--- Exercise requirements ---
Spot each line in the records below where the word "ProgressIndicator" occurs, then copy it.

--- Material for this task ---
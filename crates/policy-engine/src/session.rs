//! Per-page analysis session
//!
//! A [`PageAnalyzer`] owns the state of one page visit: the in-flight flag,
//! the latest filtered result and the persisted record. At most one analysis
//! runs at a time; a second request while one is pending is dropped.

use crate::detector::IssueDetector;
use crate::error::AnalysisError;
use crate::store::AnalysisStore;
use shared_types::{AnalysisResult, SeverityFilter, Settings, StoredAnalysis};
use std::cell::{Cell, RefCell};
use std::rc::Rc;

/// Shown while a detection run is pending
pub trait ProgressIndicator {
    fn show(&self);
    fn hide(&self);
}

/// Progress sink for callers without a UI
#[derive(Debug, Clone, Copy, Default)]
pub struct NoProgress;

impl ProgressIndicator for NoProgress {
    fn show(&self) {}
    fn hide(&self) {}
}

#[derive(Debug, Clone, PartialEq)]
pub enum AnalysisOutcome {
    /// Another analysis was already running; nothing was done
    Skipped,
    /// Filtered view of the fresh result
    Completed(AnalysisResult),
    /// The page was torn down before the run finished; nothing was kept
    Cancelled,
    /// The run failed and an error record was persisted
    Failed(AnalysisError),
}

fn severity_phrase(filter: &SeverityFilter) -> String {
    if filter.is_all() {
        "severity concerns".to_string()
    } else {
        format!("{} severity concerns", filter.label())
    }
}

/// Summary shown right after a run
pub fn fresh_summary(analyzed_chars: usize, shown: usize, filter: &SeverityFilter) -> String {
    format!(
        "Analyzed {} characters. Found {} {}.",
        analyzed_chars,
        shown,
        severity_phrase(filter)
    )
}

/// Summary shown when a persisted result is reopened
pub fn stored_summary(total: usize, shown: usize, filter: &SeverityFilter) -> String {
    format!(
        "Analyzed {} total issues. Showing {} {}.",
        total,
        shown,
        severity_phrase(filter)
    )
}

/// Clears the in-flight flag however the run ends
struct InFlight<'a>(&'a Cell<bool>);

impl Drop for InFlight<'_> {
    fn drop(&mut self) {
        self.0.set(false);
    }
}

pub struct PageAnalyzer<S: AnalysisStore> {
    visit_id: String,
    url: String,
    store: S,
    analyzing: Cell<bool>,
    torn_down: Cell<bool>,
    latest: RefCell<Option<AnalysisResult>>,
}

impl<S: AnalysisStore> PageAnalyzer<S> {
    pub fn new(visit_id: impl Into<String>, url: impl Into<String>, store: S) -> Self {
        Self {
            visit_id: visit_id.into(),
            url: url.into(),
            store,
            analyzing: Cell::new(false),
            torn_down: Cell::new(false),
            latest: RefCell::new(None),
        }
    }

    pub fn visit_id(&self) -> &str {
        &self.visit_id
    }

    pub fn url(&self) -> &str {
        &self.url
    }

    pub fn store(&self) -> &S {
        &self.store
    }

    pub fn is_analyzing(&self) -> bool {
        self.analyzing.get()
    }

    pub fn is_torn_down(&self) -> bool {
        self.torn_down.get()
    }

    /// Run one analysis over `text`.
    ///
    /// The full result is persisted; the returned and cached result is
    /// filtered by the settings' severity selection. A run that outlives
    /// [`teardown`](Self::teardown) is dropped without persisting anything.
    pub async fn start_analysis(
        &self,
        text: &str,
        settings: &Settings,
        detector: &dyn IssueDetector,
        progress: &dyn ProgressIndicator,
    ) -> AnalysisOutcome {
        if self.torn_down.get() {
            tracing::debug!(visit = %self.visit_id, "analyzer already torn down");
            return AnalysisOutcome::Cancelled;
        }
        if self.analyzing.replace(true) {
            tracing::debug!(visit = %self.visit_id, "analysis already in progress");
            return AnalysisOutcome::Skipped;
        }
        let _in_flight = InFlight(&self.analyzing);

        progress.show();
        let outcome = detector.detect(text, settings).await;
        progress.hide();

        if self.torn_down.get() {
            tracing::debug!(visit = %self.visit_id, "page torn down during analysis, dropping result");
            return AnalysisOutcome::Cancelled;
        }

        match outcome {
            Ok(result) => {
                self.persist(&StoredAnalysis::completed(
                    result.clone(),
                    &self.url,
                    now_millis(),
                ));

                let filter = settings.severity_filter();
                let issues = filter.apply(&result.issues);
                let view = AnalysisResult {
                    summary: fresh_summary(text.chars().count(), issues.len(), &filter),
                    issues,
                    recommendations: result.recommendations,
                };
                *self.latest.borrow_mut() = Some(view.clone());
                AnalysisOutcome::Completed(view)
            }
            Err(err) => {
                tracing::error!(%err, "analysis failed");
                self.persist(&StoredAnalysis::failed(&err.to_string(), &self.url, now_millis()));
                AnalysisOutcome::Failed(err)
            }
        }
    }

    /// Latest result for display: the in-memory one, else the persisted one
    /// filtered with the current settings.
    pub fn current_result(&self, settings: &Settings) -> Result<AnalysisResult, AnalysisError> {
        if let Some(result) = self.latest.borrow().as_ref() {
            return Ok(result.clone());
        }

        let stored = match self.store.load(&self.visit_id) {
            Ok(stored) => stored,
            Err(err) => {
                tracing::warn!(%err, "failed to load stored analysis");
                None
            }
        };
        let result = stored
            .as_ref()
            .and_then(StoredAnalysis::to_result)
            .ok_or(AnalysisError::NoAnalysisAvailable)?;

        let filter = settings.severity_filter();
        let issues = filter.apply(&result.issues);
        let view = AnalysisResult {
            summary: stored_summary(result.issues.len(), issues.len(), &filter),
            issues,
            recommendations: result.recommendations,
        };
        *self.latest.borrow_mut() = Some(view.clone());
        Ok(view)
    }

    /// Drop cached state and the persisted record for this visit. Any run
    /// still pending is cancelled.
    pub fn teardown(&self) {
        self.torn_down.set(true);
        self.latest.borrow_mut().take();
        if let Err(err) = self.store.remove(&self.visit_id) {
            tracing::warn!(%err, visit = %self.visit_id, "failed to remove stored analysis");
        }
    }

    fn persist(&self, record: &StoredAnalysis) {
        if let Err(err) = self.store.save(&self.visit_id, record) {
            tracing::error!(%err, "failed to store analysis record");
        }
    }
}

fn now_millis() -> i64 {
    chrono::Utc::now().timestamp_millis()
}

/// Holder for the analyzer of the current page context.
///
/// Installed when the content context starts and torn down on navigation;
/// lookups while nothing is installed return `None`.
pub struct AnalyzerRegistry<S: AnalysisStore> {
    current: RefCell<Option<Rc<PageAnalyzer<S>>>>,
}

impl<S: AnalysisStore> Default for AnalyzerRegistry<S> {
    fn default() -> Self {
        Self {
            current: RefCell::new(None),
        }
    }
}

impl<S: AnalysisStore> AnalyzerRegistry<S> {
    pub fn new() -> Self {
        Self::default()
    }

    /// Install `analyzer`, tearing down any previous one
    pub fn install(&self, analyzer: PageAnalyzer<S>) -> Rc<PageAnalyzer<S>> {
        self.teardown();
        let analyzer = Rc::new(analyzer);
        tracing::debug!(visit = %analyzer.visit_id(), "page analyzer installed");
        *self.current.borrow_mut() = Some(Rc::clone(&analyzer));
        analyzer
    }

    pub fn current(&self) -> Option<Rc<PageAnalyzer<S>>> {
        self.current.borrow().clone()
    }

    /// Remove the installed analyzer and its persisted record
    pub fn teardown(&self) -> bool {
        let previous = self.current.borrow_mut().take();
        match previous {
            Some(analyzer) => {
                analyzer.teardown();
                true
            }
            None => false,
        }
    }
}

#[cfg(test)]
mod tests {
    use super::*;
    use crate::store::MemoryStore;
    use async_trait::async_trait;
    use pretty_assertions::assert_eq;
    use shared_types::{AnalysisStatus, IssueRecord, Severity};

    struct Counting {
        calls: Cell<u32>,
        fail: bool,
    }

    impl Counting {
        fn new(fail: bool) -> Self {
            Self {
                calls: Cell::new(0),
                fail,
            }
        }
    }

    fn issue(id: &str, severity: Severity) -> IssueRecord {
        IssueRecord {
            id: id.into(),
            severity,
            category: "Tracking".into(),
            title: id.into(),
            description: String::new(),
            legal_suggestion: String::new(),
            matched_text: String::new(),
            context: String::new(),
            position: None,
        }
    }

    #[async_trait(?Send)]
    impl IssueDetector for Counting {
        async fn detect(&self, _text: &str, _settings: &Settings) -> Result<AnalysisResult, AnalysisError> {
            self.calls.set(self.calls.get() + 1);
            tokio::task::yield_now().await;
            if self.fail {
                return Err(AnalysisError::InsufficientContent {
                    length: 3,
                    minimum: 100,
                });
            }
            Ok(AnalysisResult {
                issues: vec![
                    issue("a", Severity::High),
                    issue("b", Severity::Low),
                    issue("c", Severity::Medium),
                ],
                summary: "raw".into(),
                recommendations: vec!["r".into()],
            })
        }
    }

    #[derive(Default)]
    struct Spinner {
        shown: Cell<u32>,
        hidden: Cell<u32>,
    }

    impl ProgressIndicator for Spinner {
        fn show(&self) {
            self.shown.set(self.shown.get() + 1);
        }
        fn hide(&self) {
            self.hidden.set(self.hidden.get() + 1);
        }
    }

    fn analyzer() -> PageAnalyzer<MemoryStore> {
        PageAnalyzer::new("visit-1", "https://example.com/privacy", MemoryStore::new())
    }

    #[tokio::test]
    async fn test_concurrent_start_runs_detector_once() {
        let analyzer = analyzer();
        let detector = Counting::new(false);
        let settings = Settings::default();
        let spinner = Spinner::default();

        let (first, second) = tokio::join!(
            analyzer.start_analysis("text", &settings, &detector, &spinner),
            analyzer.start_analysis("text", &settings, &detector, &spinner),
        );

        assert_eq!(detector.calls.get(), 1);
        assert!(matches!(first, AnalysisOutcome::Completed(_)));
        assert_eq!(second, AnalysisOutcome::Skipped);
        assert_eq!(spinner.shown.get(), 1);
        assert_eq!(spinner.hidden.get(), 1);
        assert!(!analyzer.is_analyzing());
    }

    #[tokio::test]
    async fn test_completed_run_filters_view_and_stores_everything() {
        let analyzer = analyzer();
        let detector = Counting::new(false);

        let outcome = analyzer
            .start_analysis("x".repeat(150).as_str(), &Settings::default(), &detector, &NoProgress)
            .await;

        let AnalysisOutcome::Completed(view) = outcome else {
            panic!("expected completed outcome");
        };
        assert_eq!(view.issues.len(), 2);
        assert_eq!(
            view.summary,
            "Analyzed 150 characters. Found 2 high/medium severity concerns."
        );

        let stored = analyzer.store().load("visit-1").unwrap().unwrap();
        assert_eq!(stored.status, AnalysisStatus::Completed);
        assert_eq!(stored.issues.len(), 3);
        assert_eq!(stored.url, "https://example.com/privacy");
    }

    #[tokio::test]
    async fn test_failed_run_persists_error_record() {
        let analyzer = analyzer();
        let detector = Counting::new(true);

        let outcome = analyzer
            .start_analysis("abc", &Settings::default(), &detector, &NoProgress)
            .await;

        assert!(matches!(outcome, AnalysisOutcome::Failed(AnalysisError::InsufficientContent { .. })));
        let stored = analyzer.store().load("visit-1").unwrap().unwrap();
        assert_eq!(stored.status, AnalysisStatus::Error);
        assert!(stored.error.unwrap().starts_with("Insufficient content"));
        assert_eq!(
            analyzer.current_result(&Settings::default()),
            Err(AnalysisError::NoAnalysisAvailable)
        );
    }

    #[test]
    fn test_current_result_reads_store_with_current_filter() {
        let store = MemoryStore::new();
        store
            .save(
                "visit-1",
                &StoredAnalysis::completed(
                    AnalysisResult {
                        issues: vec![issue("a", Severity::High), issue("b", Severity::Low)],
                        summary: "raw".into(),
                        recommendations: vec![],
                    },
                    "https://example.com",
                    1,
                ),
            )
            .unwrap();
        let analyzer = PageAnalyzer::new("visit-1", "https://example.com", store);
        let settings = Settings {
            highlight_severity: Severity::ALL.to_vec(),
            ..Settings::default()
        };

        let view = analyzer.current_result(&settings).unwrap();
        assert_eq!(view.issues.len(), 2);
        assert_eq!(view.summary, "Analyzed 2 total issues. Showing 2 severity concerns.");
    }

    #[test]
    fn test_no_result_before_analysis() {
        assert_eq!(
            analyzer().current_result(&Settings::default()),
            Err(AnalysisError::NoAnalysisAvailable)
        );
    }

    #[tokio::test]
    async fn test_teardown_during_pending_run_keeps_store_empty() {
        let registry = AnalyzerRegistry::new();
        let installed = registry.install(analyzer());
        let detector = Counting::new(false);
        let settings = Settings::default();

        let (outcome, torn_down) = tokio::join!(
            installed.start_analysis("text", &settings, &detector, &NoProgress),
            async { registry.teardown() },
        );

        assert!(torn_down);
        assert_eq!(detector.calls.get(), 1);
        assert_eq!(outcome, AnalysisOutcome::Cancelled);
        assert!(installed.store().load("visit-1").unwrap().is_none());
        assert_eq!(
            installed.current_result(&Settings::default()),
            Err(AnalysisError::NoAnalysisAvailable)
        );
        assert!(!installed.is_analyzing());

        let again = installed
            .start_analysis("text", &Settings::default(), &detector, &NoProgress)
            .await;
        assert_eq!(again, AnalysisOutcome::Cancelled);
        assert_eq!(detector.calls.get(), 1);
    }

    #[tokio::test]
    async fn test_registry_lifecycle() {
        let registry = AnalyzerRegistry::new();
        assert!(registry.current().is_none());
        assert!(!registry.teardown());

        let installed = registry.install(analyzer());
        installed
            .start_analysis("text", &Settings::default(), &Counting::new(false), &NoProgress)
            .await;
        assert!(installed.store().load("visit-1").unwrap().is_some());
        assert_eq!(registry.current().unwrap().visit_id(), "visit-1");

        assert!(registry.teardown());
        assert!(registry.current().is_none());
        assert!(installed.store().load("visit-1").unwrap().is_none());
        assert_eq!(
            installed.current_result(&Settings::default()),
            Err(AnalysisError::NoAnalysisAvailable)
        );
    }
}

--- Output below ---
pub trait ProgressIndicator {
impl ProgressIndicator for NoProgress {
        progress: &dyn ProgressIndicator,
    impl ProgressIndicator for Spinner {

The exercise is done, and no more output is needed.